I recently had a very interesting chat with Steven Woo, who is a Fellow and Distinguished Inventor at Rambus. I’d like to kick off by saying that Steven is a delight to talk to. He’s obviously got a size-16 brain (one of the sporty models with “go-faster” stripes on the side), but he’s so good he ends up making you feel clever (as opposed to so many people who make me feel like an… I was going to say “ignoramus,” but I don’t know how to spell it).

That reminds me of a joke I heard on the radio on the way into work this morning. A young lad is calling his mom saying, “Remember how my teacher said I’d never be any good at poetry because I’m dyslexic? Well, I just made two candlestick holders and a vase, and they look great!”

I’m sorry. It’s been a long day. (I can’t help myself. Just saying this reminds me of John Cleese saying “I’m sorry, I have a cold” in the classic Monty Python Dead Parrot sketch. In turn, mentioning John’s name reminds me of the time the two of us dined on an ice cream delight — see Sharing an Ice Cream Sundae with John Cleese).

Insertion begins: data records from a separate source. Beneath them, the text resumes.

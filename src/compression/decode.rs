use rustc_hash::FxHashMap;

use crate::error::{Error, Result};
use crate::partitioning::codebook::Codebook;

/// Rebuild the text from a bitstring. Since the codes are prefix-free, bits are collected
/// until they match a code, which is then emitted.
pub fn decode(bits: &str, codes: &Codebook) -> Result<String> {
    let lookup = codes
        .iter()
        .map(|(&c, code)| (code.as_str(), c))
        .collect::<FxHashMap<&str, char>>();

    let mut out = String::new();
    let mut start = 0;
    for (position, bit) in bits.char_indices() {
        if bit != '0' && bit != '1' {
            return Err(Error::InvalidBit { bit, position });
        }
        if let Some(&c) = lookup.get(&bits[start..=position]) {
            out.push(c);
            start = position + 1;
        }
    }
    if start < bits.len() {
        return Err(Error::IncompleteCode { position: start });
    }
    Ok(out)
}

#[cfg(test)]
mod test {
    use super::*;
    use crate::compression::encode::encode;
    use crate::partitioning::codebook::build_codebook;
    use crate::partitioning::partition::build_partition_history;
    use crate::tools::freq_count::{freqs, sort_by_freq};

    fn codes_for(text: &str) -> Codebook {
        let f = freqs(text);
        build_codebook(&build_partition_history(&sort_by_freq(&f), &f))
    }

    #[test]
    fn decode_aabc_test() {
        let codes = codes_for("aabc");
        assert_eq!(decode("001011", &codes).unwrap(), "aabc");
        assert_eq!(decode("1110", &codes).unwrap(), "cb");
    }

    #[test]
    fn round_trip_test() {
        for text in [
            "shannon-fano",
            "hello world",
            "mississippi",
            "compression",
            "tab\tand\nnewline, ünïcödé too",
        ] {
            let codes = codes_for(text);
            let bits = encode(text, &codes).unwrap();
            assert_eq!(decode(&bits, &codes).unwrap(), text);
        }
    }

    #[test]
    fn decode_errors_test() {
        let codes = codes_for("aabc");
        match decode("0x1", &codes) {
            Err(Error::InvalidBit { bit, position }) => assert_eq!((bit, position), ('x', 1)),
            other => panic!("expected invalid bit, got {:?}", other),
        }
        match decode("001", &codes) {
            Err(Error::IncompleteCode { position }) => assert_eq!(position, 2),
            other => panic!("expected incomplete code, got {:?}", other),
        }
    }
}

But we digress… As you may or may not be aware, Rambus Incorporated is an American technology company that was founded in 1990 and that currently specializes in chip interface technologies and architectures. However, the purpose of my chat with Steven was not to talk about Rambus per se, but rather for him to bring me up to date with what’s happening in memory space. We started by considering how things have evolved over the years.

Advances in computing drive new memory technologies (Image source: Rambus)

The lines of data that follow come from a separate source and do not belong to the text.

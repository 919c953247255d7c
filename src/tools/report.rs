use std::fmt::Write;

use crate::compression::stats::Statistics;
use crate::partitioning::codebook::{sorted_codes, Codebook};
use crate::partitioning::partition::PartitionState;
use crate::partitioning::tree::show_char;
use crate::tools::freq_count::Frequencies;

/// Frequency table in sorted order: character, count and share of the text.
pub fn freq_table(sorted: &[char], freqs: &Frequencies) -> String {
    let total = freqs.values().sum::<u32>().max(1) as f64;
    let mut out = String::new();
    let _ = writeln!(out, "{:>6}  {:>7}  {:>7}", "char", "count", "share");
    for c in sorted {
        let n = freqs.get(c).copied().unwrap_or(0);
        let _ = writeln!(
            out,
            "{:>6}  {:>7}  {:>6.2}%",
            show_char(*c),
            n,
            n as f64 * 100.0 / total
        );
    }
    out
}

/// Codebook table: character, frequency, code and code length, shortest codes first.
pub fn code_table(codes: &Codebook, freqs: &Frequencies) -> String {
    let mut out = String::new();
    let _ = writeln!(out, "{:>6}  {:>7}  {:<16}  {:>6}", "char", "count", "code", "bits");
    for (c, code) in sorted_codes(codes) {
        let _ = writeln!(
            out,
            "{:>6}  {:>7}  {:<16}  {:>6}",
            show_char(c),
            freqs.get(&c).copied().unwrap_or(0),
            code,
            code.len()
        );
    }
    out
}

/// One line describing a partition as it is visited.
pub fn partition_line(idx: usize, state: &PartitionState) -> String {
    let chars = state.chars.iter().map(|&c| show_char(c)).collect::<Vec<_>>().join(" ");
    let prefix = if state.prefix.is_empty() { "-" } else { state.prefix.as_str() };
    match state.split {
        Some(split) => format!(
            "#{:<3} depth {} prefix {:<8} {{{}}} weight {} -> split after {} ({} | {})",
            idx,
            state.depth,
            prefix,
            chars,
            state.total_freq,
            show_char(state.chars[split.index]),
            split.left_sum,
            split.right_sum
        ),
        None => format!(
            "#{:<3} depth {} prefix {:<8} {{{}}} weight {} -> leaf",
            idx, state.depth, prefix, chars, state.total_freq
        ),
    }
}

/// Compression figures as printed at the end of a run.
pub fn stats_summary(stats: &Statistics) -> String {
    let mut out = String::new();
    let _ = writeln!(out, "Original size:       {} bits", stats.original_size);
    let _ = writeln!(out, "Compressed size:     {} bits", stats.compressed_size);
    let _ = writeln!(out, "Compression ratio:   {:.2}%", stats.compression_ratio);
    let _ = writeln!(out, "Average code length: {:.3} bits/char", stats.average_code_length);
    out
}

If you look at the past few decades, each has been somewhat defined by a classic paradigm in computing. In the 1990s, it was all about the rise in personal computers. This was accompanied by the development of synchronous dynamic random-access memory (SDRAM), which is the generic name for any form of DRAM in which the operation of its external pin interface is coordinated by an externally applied clock signal (by comparison, the DRAM chips produced from the early 1970s to the early 1990s employed an asynchronous interface). The original SDRAMs were classed as single data rate (SDR).

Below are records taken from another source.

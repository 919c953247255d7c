//! Error types for the Shannon-Fano coder.
//!
//! The core stages are total for consistent input. Errors only surface when input is empty,
//! when a codebook does not match the text it is applied to, or when reading input fails.

use thiserror::Error;

#[derive(Debug, Error)]
pub enum Error {
    /// Nothing to encode (empty or whitespace-only text)
    #[error("input is empty: nothing to encode")]
    EmptyInput,

    /// Text contains a character the codebook has no entry for
    #[error("no code for character {0:?} in codebook")]
    MissingCode(char),

    /// Bitstring contains something other than '0' or '1'
    #[error("invalid bit {bit:?} at position {position}")]
    InvalidBit { bit: char, position: usize },

    /// Bitstring ends in the middle of a code
    #[error("bitstring ends inside a code starting at position {position}")]
    IncompleteCode { position: usize },

    /// Example preset name not known
    #[error("unknown example: {0}")]
    UnknownExample(String),

    #[error("I/O error: {0}")]
    Io(#[from] std::io::Error),
}

pub type Result<T> = std::result::Result<T, Error>;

Personal computing continued to grow in the 2000s. These years saw the development of the first double data rate (DDR) SDRAMs, which are retroactively referred to as DDR1. In the same timeframe, Rambus’s main claim to fame, as far as most folks were concerned, was its invention of Rambus DRAM (RDRAM). At one stage, Rambus memory technology was expected to become the standard in PC memory but… you know how it is… stuff happens. Over time, Rambus transitioned into a company that designs, develops, and licenses chip interface technologies and architectures that are used in a wide range of digital electronics products.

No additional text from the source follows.